■ **What you need to do**
Using the records below, copy every line that holds the string "energyratestructure".

====

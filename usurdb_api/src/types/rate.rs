//! Wire types for USURDB rate entries.
//!
//! Every field is optional or defaulted: real USURDB entries are frequently
//! partial, and downstream extraction must be total over any shape the API
//! returns.

use serde::{Deserialize, Serialize};

/// Top-level response envelope. A `{}` body parses as zero items.
#[derive(Debug, Clone, Default, Serialize, Deserialize)]
pub struct RatesResponse {
    #[serde(default)]
    pub items: Vec<RawRateItem>,
}

/// One rate schedule for one utility, as returned with `detail=full`.
#[derive(Debug, Clone, Default, Serialize, Deserialize)]
pub struct RawRateItem {
    /// Opaque rate-entry identifier.
    pub label: Option<String>,

    /// EIA utility identifier. Primary deduplication key across query points.
    pub eiaid: Option<i64>,

    /// Utility display name.
    pub utility: Option<String>,

    /// Rate-schedule name (e.g. "Residential Service R").
    pub name: Option<String>,

    /// Where the utility publishes this schedule.
    pub source: Option<String>,

    /// Effective-start timestamp, epoch seconds.
    pub startdate: Option<i64>,

    /// Effective-end timestamp, epoch seconds. Absent for open-ended rates.
    pub enddate: Option<i64>,

    /// Fixed monthly charge in dollars.
    pub fixedmonthlycharge: Option<f64>,

    /// Energy rate matrix: one inner vec of tiers per rate period.
    #[serde(default)]
    pub energyratestructure: Vec<Vec<RateTier>>,

    /// Weekday schedule: 12 months x 24 hours of period indices into
    /// `energyratestructure`.
    #[serde(default)]
    pub energyweekdayschedule: Vec<Vec<i64>>,

    /// Weekend schedule, same shape as the weekday schedule.
    #[serde(default)]
    pub energyweekendschedule: Vec<Vec<i64>>,

    /// Demand rate matrix, tiered by period.
    #[serde(default)]
    pub demandratestructure: Vec<Vec<RateTier>>,

    /// Flat (seasonal) demand rate matrix.
    #[serde(default)]
    pub flatdemandstructure: Vec<Vec<RateTier>>,

    /// Maximum billable demand in kW.
    pub demandmax: Option<f64>,
}

/// One tier within a rate period.
#[derive(Debug, Clone, Default, Serialize, Deserialize)]
pub struct RateTier {
    /// Upper bound of the tier in the schedule's usage unit.
    pub max: Option<f64>,

    /// Price per unit in dollars.
    pub rate: Option<f64>,

    /// Adjustment added to the rate (riders, fuel surcharges).
    pub adj: Option<f64>,

    /// Usage unit, typically "kWh".
    pub unit: Option<String>,

    /// Compensation rate for exported energy, where offered.
    pub sell: Option<f64>,
}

====

■ **Solution to the problem**
    pub energyratestructure: Vec<Vec<RateTier>>,
    /// `energyratestructure`.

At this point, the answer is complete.